### RECORDS TO PROCESS

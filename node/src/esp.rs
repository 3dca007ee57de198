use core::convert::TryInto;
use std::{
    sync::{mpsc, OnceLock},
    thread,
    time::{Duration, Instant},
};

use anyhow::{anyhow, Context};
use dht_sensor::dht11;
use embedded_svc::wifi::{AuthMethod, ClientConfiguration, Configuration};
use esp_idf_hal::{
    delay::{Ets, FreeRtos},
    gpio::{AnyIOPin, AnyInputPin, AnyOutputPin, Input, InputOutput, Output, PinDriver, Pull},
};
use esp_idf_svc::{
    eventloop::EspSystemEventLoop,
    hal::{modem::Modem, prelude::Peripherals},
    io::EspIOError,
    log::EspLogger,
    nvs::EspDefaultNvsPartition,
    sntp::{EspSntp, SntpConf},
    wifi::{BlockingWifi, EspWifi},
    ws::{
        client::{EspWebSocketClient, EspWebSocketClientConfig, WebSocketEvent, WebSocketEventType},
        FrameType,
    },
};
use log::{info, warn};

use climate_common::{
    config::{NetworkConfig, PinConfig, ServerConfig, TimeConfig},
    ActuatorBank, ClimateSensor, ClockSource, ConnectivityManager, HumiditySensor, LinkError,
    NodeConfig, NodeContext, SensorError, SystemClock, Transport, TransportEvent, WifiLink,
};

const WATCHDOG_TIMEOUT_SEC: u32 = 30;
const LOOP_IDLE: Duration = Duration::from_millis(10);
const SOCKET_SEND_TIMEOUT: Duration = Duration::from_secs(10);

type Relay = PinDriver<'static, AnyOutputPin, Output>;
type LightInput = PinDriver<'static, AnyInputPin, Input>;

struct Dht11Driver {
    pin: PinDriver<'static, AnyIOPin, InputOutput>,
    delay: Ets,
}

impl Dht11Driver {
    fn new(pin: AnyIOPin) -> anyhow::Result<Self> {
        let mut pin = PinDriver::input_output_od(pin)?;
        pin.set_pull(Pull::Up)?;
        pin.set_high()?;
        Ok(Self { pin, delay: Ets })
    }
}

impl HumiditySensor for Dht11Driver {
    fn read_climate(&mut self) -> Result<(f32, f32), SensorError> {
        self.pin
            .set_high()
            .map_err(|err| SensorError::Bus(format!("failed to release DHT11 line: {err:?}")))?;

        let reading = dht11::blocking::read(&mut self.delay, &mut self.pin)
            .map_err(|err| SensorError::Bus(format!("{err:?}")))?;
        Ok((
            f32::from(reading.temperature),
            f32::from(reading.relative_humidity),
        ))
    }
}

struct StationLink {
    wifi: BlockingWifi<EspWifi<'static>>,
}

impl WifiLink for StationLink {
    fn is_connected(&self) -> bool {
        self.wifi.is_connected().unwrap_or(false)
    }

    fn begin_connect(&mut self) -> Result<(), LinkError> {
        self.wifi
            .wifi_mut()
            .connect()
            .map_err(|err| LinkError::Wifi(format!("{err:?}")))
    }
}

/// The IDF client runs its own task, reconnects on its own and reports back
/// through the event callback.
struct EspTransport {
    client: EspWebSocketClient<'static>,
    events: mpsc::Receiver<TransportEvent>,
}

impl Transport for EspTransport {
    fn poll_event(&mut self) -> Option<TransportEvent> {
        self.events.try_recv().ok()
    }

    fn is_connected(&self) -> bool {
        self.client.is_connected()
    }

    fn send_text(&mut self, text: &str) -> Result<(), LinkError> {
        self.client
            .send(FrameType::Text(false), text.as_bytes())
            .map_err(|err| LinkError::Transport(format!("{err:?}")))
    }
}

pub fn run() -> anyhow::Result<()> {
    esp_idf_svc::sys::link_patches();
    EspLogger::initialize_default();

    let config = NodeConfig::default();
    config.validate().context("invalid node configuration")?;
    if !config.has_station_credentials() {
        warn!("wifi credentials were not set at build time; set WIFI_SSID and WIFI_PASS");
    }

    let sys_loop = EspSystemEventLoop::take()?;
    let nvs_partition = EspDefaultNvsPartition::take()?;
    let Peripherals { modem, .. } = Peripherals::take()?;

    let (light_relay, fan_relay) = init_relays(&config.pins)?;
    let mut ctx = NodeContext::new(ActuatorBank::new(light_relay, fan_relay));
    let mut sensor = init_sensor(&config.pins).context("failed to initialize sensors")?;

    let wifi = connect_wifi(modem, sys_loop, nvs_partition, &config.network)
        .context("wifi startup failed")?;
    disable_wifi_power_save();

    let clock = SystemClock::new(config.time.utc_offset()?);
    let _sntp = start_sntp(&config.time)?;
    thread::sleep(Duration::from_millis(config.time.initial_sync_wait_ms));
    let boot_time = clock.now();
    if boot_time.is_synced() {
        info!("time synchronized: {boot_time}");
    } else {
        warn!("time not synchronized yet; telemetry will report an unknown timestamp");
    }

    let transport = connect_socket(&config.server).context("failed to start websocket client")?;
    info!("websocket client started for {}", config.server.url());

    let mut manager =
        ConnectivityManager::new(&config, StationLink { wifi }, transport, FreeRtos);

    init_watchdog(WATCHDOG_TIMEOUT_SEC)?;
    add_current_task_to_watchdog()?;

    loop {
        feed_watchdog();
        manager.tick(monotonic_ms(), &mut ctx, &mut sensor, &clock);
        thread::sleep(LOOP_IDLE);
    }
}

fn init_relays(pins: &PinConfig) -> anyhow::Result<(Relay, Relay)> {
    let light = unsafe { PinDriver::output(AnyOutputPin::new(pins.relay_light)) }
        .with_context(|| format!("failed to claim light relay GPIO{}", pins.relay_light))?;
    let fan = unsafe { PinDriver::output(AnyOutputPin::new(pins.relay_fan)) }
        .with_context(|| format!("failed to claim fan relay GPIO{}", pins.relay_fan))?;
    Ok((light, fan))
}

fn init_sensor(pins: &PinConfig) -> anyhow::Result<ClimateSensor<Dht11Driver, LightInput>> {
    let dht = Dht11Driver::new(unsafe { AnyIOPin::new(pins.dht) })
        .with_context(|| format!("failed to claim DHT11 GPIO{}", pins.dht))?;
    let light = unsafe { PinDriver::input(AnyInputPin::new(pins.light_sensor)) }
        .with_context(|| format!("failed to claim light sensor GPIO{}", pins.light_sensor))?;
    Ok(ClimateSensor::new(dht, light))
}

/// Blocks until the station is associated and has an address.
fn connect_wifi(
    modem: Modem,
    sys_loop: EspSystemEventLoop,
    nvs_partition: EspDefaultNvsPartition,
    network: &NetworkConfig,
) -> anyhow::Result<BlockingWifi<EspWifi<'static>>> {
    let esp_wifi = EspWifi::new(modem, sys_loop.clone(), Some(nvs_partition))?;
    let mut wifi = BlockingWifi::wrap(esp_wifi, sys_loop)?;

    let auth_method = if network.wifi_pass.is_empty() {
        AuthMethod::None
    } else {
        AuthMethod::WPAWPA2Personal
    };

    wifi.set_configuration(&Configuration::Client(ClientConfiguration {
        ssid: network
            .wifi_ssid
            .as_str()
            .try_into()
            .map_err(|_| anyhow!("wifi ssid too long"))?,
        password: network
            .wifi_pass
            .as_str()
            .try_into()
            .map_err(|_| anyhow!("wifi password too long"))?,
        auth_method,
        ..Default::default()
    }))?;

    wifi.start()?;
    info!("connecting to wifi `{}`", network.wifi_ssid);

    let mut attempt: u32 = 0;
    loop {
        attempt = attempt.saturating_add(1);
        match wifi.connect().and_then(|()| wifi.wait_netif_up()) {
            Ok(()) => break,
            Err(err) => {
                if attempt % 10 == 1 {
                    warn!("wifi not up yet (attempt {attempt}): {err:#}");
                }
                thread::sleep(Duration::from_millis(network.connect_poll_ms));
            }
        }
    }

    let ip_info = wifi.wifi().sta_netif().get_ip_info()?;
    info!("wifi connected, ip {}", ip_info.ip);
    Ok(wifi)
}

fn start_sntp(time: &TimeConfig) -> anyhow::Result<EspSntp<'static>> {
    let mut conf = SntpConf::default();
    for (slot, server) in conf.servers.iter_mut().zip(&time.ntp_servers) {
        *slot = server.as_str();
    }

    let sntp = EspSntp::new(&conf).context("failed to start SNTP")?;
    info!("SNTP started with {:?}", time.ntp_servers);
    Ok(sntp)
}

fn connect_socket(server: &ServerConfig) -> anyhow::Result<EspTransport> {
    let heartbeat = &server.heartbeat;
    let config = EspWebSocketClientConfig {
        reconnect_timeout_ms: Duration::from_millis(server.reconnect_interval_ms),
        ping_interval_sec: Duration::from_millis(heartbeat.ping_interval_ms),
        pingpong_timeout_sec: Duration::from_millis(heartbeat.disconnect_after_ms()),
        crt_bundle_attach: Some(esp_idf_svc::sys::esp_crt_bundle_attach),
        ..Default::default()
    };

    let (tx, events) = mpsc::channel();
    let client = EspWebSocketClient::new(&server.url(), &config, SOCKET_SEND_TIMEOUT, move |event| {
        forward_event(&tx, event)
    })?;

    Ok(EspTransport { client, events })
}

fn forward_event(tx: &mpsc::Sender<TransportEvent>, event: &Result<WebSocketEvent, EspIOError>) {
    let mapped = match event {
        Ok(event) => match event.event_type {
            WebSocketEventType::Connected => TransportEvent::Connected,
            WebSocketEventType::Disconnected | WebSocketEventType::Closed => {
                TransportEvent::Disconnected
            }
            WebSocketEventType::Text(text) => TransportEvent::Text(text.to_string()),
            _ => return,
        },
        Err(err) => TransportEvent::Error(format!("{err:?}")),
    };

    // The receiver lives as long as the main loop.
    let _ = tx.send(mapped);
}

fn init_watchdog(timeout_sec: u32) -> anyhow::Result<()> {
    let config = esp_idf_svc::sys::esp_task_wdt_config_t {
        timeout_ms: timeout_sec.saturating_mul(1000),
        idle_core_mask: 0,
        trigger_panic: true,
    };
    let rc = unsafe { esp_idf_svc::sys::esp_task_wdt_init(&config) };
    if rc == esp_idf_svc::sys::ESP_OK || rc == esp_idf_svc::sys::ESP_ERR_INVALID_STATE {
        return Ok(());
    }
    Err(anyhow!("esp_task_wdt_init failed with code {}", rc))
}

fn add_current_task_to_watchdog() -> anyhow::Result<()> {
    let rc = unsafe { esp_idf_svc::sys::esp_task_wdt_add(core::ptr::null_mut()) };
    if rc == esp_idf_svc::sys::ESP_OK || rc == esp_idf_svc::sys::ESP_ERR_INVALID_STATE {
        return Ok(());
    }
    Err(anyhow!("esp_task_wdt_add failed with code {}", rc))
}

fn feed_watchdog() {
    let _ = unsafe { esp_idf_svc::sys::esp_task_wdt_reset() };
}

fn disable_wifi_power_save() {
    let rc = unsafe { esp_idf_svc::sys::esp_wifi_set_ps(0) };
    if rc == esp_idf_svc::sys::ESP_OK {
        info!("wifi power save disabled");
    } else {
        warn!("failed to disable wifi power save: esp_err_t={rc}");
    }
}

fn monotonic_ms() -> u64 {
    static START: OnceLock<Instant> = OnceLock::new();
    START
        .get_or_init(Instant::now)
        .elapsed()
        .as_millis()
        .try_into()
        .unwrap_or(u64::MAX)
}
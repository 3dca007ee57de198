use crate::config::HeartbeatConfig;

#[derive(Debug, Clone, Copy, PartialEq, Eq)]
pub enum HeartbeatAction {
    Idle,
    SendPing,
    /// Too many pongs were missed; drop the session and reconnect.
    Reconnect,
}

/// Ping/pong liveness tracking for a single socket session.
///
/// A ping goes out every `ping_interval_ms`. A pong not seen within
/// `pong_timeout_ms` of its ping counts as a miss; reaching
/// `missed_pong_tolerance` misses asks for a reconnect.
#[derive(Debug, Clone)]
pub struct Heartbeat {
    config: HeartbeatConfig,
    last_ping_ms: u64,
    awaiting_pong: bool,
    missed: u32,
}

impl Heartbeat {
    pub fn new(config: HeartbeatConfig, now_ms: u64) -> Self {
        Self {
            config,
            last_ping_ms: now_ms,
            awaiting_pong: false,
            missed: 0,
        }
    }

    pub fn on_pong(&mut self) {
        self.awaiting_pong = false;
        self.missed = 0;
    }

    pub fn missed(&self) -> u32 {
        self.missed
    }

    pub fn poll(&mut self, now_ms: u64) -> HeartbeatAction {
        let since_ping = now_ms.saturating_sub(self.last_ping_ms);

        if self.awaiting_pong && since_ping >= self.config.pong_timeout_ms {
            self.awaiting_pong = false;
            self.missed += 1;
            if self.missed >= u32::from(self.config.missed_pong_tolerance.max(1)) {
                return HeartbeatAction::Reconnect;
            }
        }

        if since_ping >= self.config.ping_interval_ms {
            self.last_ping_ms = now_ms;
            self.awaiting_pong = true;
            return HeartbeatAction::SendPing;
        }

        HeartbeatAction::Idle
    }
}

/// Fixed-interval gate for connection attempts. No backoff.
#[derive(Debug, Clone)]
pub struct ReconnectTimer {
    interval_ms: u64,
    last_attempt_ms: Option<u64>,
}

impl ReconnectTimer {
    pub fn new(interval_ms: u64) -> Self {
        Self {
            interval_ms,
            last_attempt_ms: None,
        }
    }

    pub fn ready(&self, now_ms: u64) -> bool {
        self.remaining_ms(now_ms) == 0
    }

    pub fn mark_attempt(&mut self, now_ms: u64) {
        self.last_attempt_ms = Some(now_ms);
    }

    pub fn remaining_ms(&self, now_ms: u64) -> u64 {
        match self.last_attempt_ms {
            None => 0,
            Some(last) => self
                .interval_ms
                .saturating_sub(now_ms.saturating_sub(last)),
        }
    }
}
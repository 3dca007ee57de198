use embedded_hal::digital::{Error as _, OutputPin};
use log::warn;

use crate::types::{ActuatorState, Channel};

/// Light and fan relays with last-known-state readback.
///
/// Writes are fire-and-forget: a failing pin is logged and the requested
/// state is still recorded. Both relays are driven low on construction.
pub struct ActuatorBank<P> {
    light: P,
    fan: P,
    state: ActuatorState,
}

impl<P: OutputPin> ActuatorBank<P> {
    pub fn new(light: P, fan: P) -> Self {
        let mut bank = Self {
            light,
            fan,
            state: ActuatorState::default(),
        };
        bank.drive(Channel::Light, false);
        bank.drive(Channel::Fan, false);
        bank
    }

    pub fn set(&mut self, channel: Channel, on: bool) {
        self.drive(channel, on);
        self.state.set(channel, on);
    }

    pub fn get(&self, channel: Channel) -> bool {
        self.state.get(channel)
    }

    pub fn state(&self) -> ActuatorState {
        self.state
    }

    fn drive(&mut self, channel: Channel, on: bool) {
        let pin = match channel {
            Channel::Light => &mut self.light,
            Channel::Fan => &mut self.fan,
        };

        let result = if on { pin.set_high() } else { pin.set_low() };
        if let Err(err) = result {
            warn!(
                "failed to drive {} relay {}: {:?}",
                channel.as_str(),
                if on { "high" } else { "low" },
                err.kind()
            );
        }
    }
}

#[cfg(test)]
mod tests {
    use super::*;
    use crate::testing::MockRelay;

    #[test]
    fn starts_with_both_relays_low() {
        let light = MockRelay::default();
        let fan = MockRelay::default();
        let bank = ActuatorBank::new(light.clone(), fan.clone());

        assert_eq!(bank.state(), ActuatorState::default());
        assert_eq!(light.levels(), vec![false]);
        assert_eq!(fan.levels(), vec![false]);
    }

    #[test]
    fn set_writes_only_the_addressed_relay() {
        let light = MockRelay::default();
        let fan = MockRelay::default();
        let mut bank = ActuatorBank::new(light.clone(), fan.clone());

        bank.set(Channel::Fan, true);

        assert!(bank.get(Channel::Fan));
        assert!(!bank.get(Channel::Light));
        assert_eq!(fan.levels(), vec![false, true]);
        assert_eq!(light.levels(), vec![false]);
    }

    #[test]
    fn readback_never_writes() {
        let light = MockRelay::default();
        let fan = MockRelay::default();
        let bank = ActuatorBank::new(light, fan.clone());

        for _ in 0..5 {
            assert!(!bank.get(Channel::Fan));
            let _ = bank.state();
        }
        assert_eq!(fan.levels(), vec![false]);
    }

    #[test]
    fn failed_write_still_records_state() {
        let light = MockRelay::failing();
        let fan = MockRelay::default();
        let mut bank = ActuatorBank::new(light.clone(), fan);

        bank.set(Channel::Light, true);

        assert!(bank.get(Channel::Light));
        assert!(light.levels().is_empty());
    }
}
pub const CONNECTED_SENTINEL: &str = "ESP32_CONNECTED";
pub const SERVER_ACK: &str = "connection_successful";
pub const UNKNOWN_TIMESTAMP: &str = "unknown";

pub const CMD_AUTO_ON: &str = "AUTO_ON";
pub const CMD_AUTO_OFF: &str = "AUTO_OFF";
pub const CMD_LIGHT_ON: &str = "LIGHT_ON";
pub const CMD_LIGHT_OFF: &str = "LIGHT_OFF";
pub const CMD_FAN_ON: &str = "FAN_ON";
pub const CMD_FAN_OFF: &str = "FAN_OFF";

### TASK
Find the string "TransportEvent" in the listing and return every line that holds it.

### RESPONSE
    NodeConfig, NodeContext, SensorError, SystemClock, Transport, TransportEvent, WifiLink,
    events: mpsc::Receiver<TransportEvent>,
    fn poll_event(&mut self) -> Option<TransportEvent> {
fn forward_event(tx: &mpsc::Sender<TransportEvent>, event: &Result<WebSocketEvent, EspIOError>) {
            WebSocketEventType::Connected => TransportEvent::Connected,
                TransportEvent::Disconnected
            WebSocketEventType::Text(text) => TransportEvent::Text(text.to_string()),
        Err(err) => TransportEvent::Error(format!("{err:?}")),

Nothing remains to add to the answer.